As the senior lecturer at the National Gallery of Art in Washington, D.C., David Gariff knows a thing or two about painters.
Gariff will be discussing a pair of them, Botticelli and Klimt, when he kicks off Flagler College’s “Ideas and Images” series Monday and Tuesday.
Gariff’s presentations will take place at 7 p.m. in the Flagler Room at Flagler College, 74 King St.
Unique Gift
“I’m looking forward to my visit to Flagler College and to meeting with the students, faculty and staff,” said Gariff, who also teaches art history as an adjunct professor at The Catholic University of America. “My hope is that through my long experiences as both a university professor and museum educator, I can contribute something meaningful to the ‘Ideas and Images’ program.”
Portrait Oil Painting
Gariff will be speaking on lecture topics that he says reflect two periods of Western art history in which he is particularly interested: the Italian Renaissance and late 19th-century European art.
Portrait Artist
Monday, Gariff will tackle “Sandro Botticelli (1446-1510): An Anniversary Lecture,” marking the 500th anniversary of the Italian painter’s death. Gariff says the artist’s refined and sensual paintings are among the greatest achievements of Florentine painting in the 15th century.

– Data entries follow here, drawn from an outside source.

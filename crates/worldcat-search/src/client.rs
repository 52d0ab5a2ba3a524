//! Authenticated holdings search client
//!
//! Wraps the Discovery bibs-holdings endpoint with bearer authentication
//! from the token lifecycle manager. Authorization failures (401, or a 403
//! carrying the gateway's explicit-deny message) get exactly one recovery
//! attempt: silently refresh the token and resubmit the identical request
//! once. A second failure of the same kind is surfaced, never retried — the
//! single-retry bound is an explicit invariant here, not interceptor
//! chaining.

use std::sync::Arc;

use reqwest::StatusCode;
use reqwest::header::{ACCEPT, AUTHORIZATION};
use serde::Deserialize;
use tracing::{debug, warn};

use worldcat_auth::TokenLifecycleManager;

use crate::error::{Error, Result};
use crate::query::HoldingsQuery;
use crate::records::BriefRecord;

/// Discovery API base for the Americas data center.
pub const DISCOVERY_BASE_URL: &str = "https://americas.discovery.api.oclc.org/worldcat/search/v2";

/// The 403 body message that means "token no longer authorized" rather than
/// a plain permission problem. Matched verbatim; any other 403 is final.
const EXPLICIT_DENY_MESSAGE: &str =
    "User is not authorized to access this resource with an explicit deny";

#[derive(Debug, Default, Deserialize)]
#[serde(rename_all = "camelCase", default)]
struct SearchResponse {
    number_of_records: u64,
    brief_records: Vec<BriefRecord>,
}

/// Client for the bibs-holdings search endpoint.
pub struct HoldingsClient {
    lifecycle: Arc<TokenLifecycleManager>,
    http: reqwest::Client,
    base_url: String,
}

impl HoldingsClient {
    pub fn new(lifecycle: Arc<TokenLifecycleManager>, http: reqwest::Client) -> Self {
        Self::with_base_url(lifecycle, http, DISCOVERY_BASE_URL)
    }

    /// Create a client against a non-default base URL (other data centers,
    /// tests).
    pub fn with_base_url(
        lifecycle: Arc<TokenLifecycleManager>,
        http: reqwest::Client,
        base_url: impl Into<String>,
    ) -> Self {
        Self {
            lifecycle,
            http,
            base_url: base_url.into().trim_end_matches('/').to_string(),
        }
    }

    /// Search for bibliographic holdings.
    ///
    /// `correlation_id` (e.g. a spreadsheet row's MMS id) is attached to
    /// every returned record so batch callers can map results back to
    /// their input rows.
    pub async fn search(
        &self,
        query: &HoldingsQuery,
        correlation_id: Option<&str>,
    ) -> Result<Vec<BriefRecord>> {
        let token = self
            .lifecycle
            .get_token(true)
            .await
            .ok_or(Error::NotAuthenticated)?;

        let url = format!("{}/bibs-holdings", self.base_url);
        let params = query.to_params();
        debug!(search_type = %query.search_type(), number = query.search_number(), "searching holdings");

        let (status, body) = self.send(&url, &params, &token.access_token).await?;

        if is_auth_denied(status, &body) {
            debug!(status = status.as_u16(), "authorization failure, refreshing token for one retry");
            return self.retry_once(&url, &params, status, body, correlation_id).await;
        }

        finish(status, &body, correlation_id)
    }

    /// The single recovery attempt: refresh the token without interactive
    /// login and resubmit the identical request once. Refresh failures
    /// surface the original authorization error.
    async fn retry_once(
        &self,
        url: &str,
        params: &[(&'static str, String)],
        first_status: StatusCode,
        first_body: String,
        correlation_id: Option<&str>,
    ) -> Result<Vec<BriefRecord>> {
        if self.lifecycle.get_token(false).await.is_none() {
            return Err(search_error(first_status, &first_body));
        }

        let refreshed = match self.lifecycle.force_refresh().await {
            Ok(record) => record,
            Err(err) => {
                warn!(error = %err, "token refresh during retry failed");
                return Err(search_error(first_status, &first_body));
            }
        };

        let (status, body) = self.send(url, params, &refreshed.access_token).await?;
        finish(status, &body, correlation_id)
    }

    async fn send(
        &self,
        url: &str,
        params: &[(&'static str, String)],
        bearer: &str,
    ) -> Result<(StatusCode, String)> {
        let response = self
            .http
            .get(url)
            .header(AUTHORIZATION, format!("Bearer {bearer}"))
            .header(ACCEPT, "application/json")
            .query(params)
            .send()
            .await
            .map_err(transport_error)?;

        let status = response.status();
        let body = response.text().await.map_err(transport_error)?;
        Ok((status, body))
    }
}

/// Map a response that has exhausted recovery into the final result.
fn finish(status: StatusCode, body: &str, correlation_id: Option<&str>) -> Result<Vec<BriefRecord>> {
    if !status.is_success() {
        return Err(search_error(status, body));
    }

    let response: SearchResponse = serde_json::from_str(body).map_err(|e| Error::Search {
        status: None,
        message: format!("invalid search response: {e}"),
    })?;

    if response.number_of_records == 0 {
        return Ok(Vec::new());
    }

    let mms_id = correlation_id.unwrap_or_default();
    Ok(response
        .brief_records
        .into_iter()
        .map(|mut record| {
            record.mms_id = mms_id.to_string();
            record
        })
        .collect())
}

/// Whether this response is the authorization-expiry class that earns the
/// one recovery attempt: a 401, or a 403 whose body carries the explicit
/// deny message.
fn is_auth_denied(status: StatusCode, body: &str) -> bool {
    match status {
        StatusCode::UNAUTHORIZED => true,
        StatusCode::FORBIDDEN => {
            serde_json::from_str::<serde_json::Value>(body)
                .ok()
                .and_then(|v| v.get("Message").and_then(|m| m.as_str().map(String::from)))
                .is_some_and(|message| message == EXPLICIT_DENY_MESSAGE)
        }
        _ => false,
    }
}

fn transport_error(err: reqwest::Error) -> Error {
    let message = if err.is_timeout() {
        format!("request timed out: {err}")
    } else {
        format!("request failed: {err}")
    };
    Error::Search {
        status: None,
        message,
    }
}

/// Extract the human-readable detail from an upstream error body, checked
/// in priority order: `detail`, `Message`, `message`, else the raw body.
fn search_error(status: StatusCode, body: &str) -> Error {
    let message = serde_json::from_str::<serde_json::Value>(body)
        .ok()
        .and_then(|v| {
            ["detail", "Message", "message"]
                .iter()
                .find_map(|key| v.get(key).and_then(|m| m.as_str()).map(String::from))
        })
        .unwrap_or_else(|| body.to_string());

    Error::Search {
        status: Some(status.as_u16()),
        message,
    }
}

Gariff’s lectures will continue Tuesday with an anniversary of a different kind, this one the birth of Austrian painter Gustav Klimt as he speaks on “Gustav Klimt and the Vienna Secession.” Gariff says the lecture will explore Klimt’s art and career against the richness and intellectual ferment of Viennese life and culture.
And though the two painters were born more than 400 years apart, Gariff says the environment in which the two existed were very similar.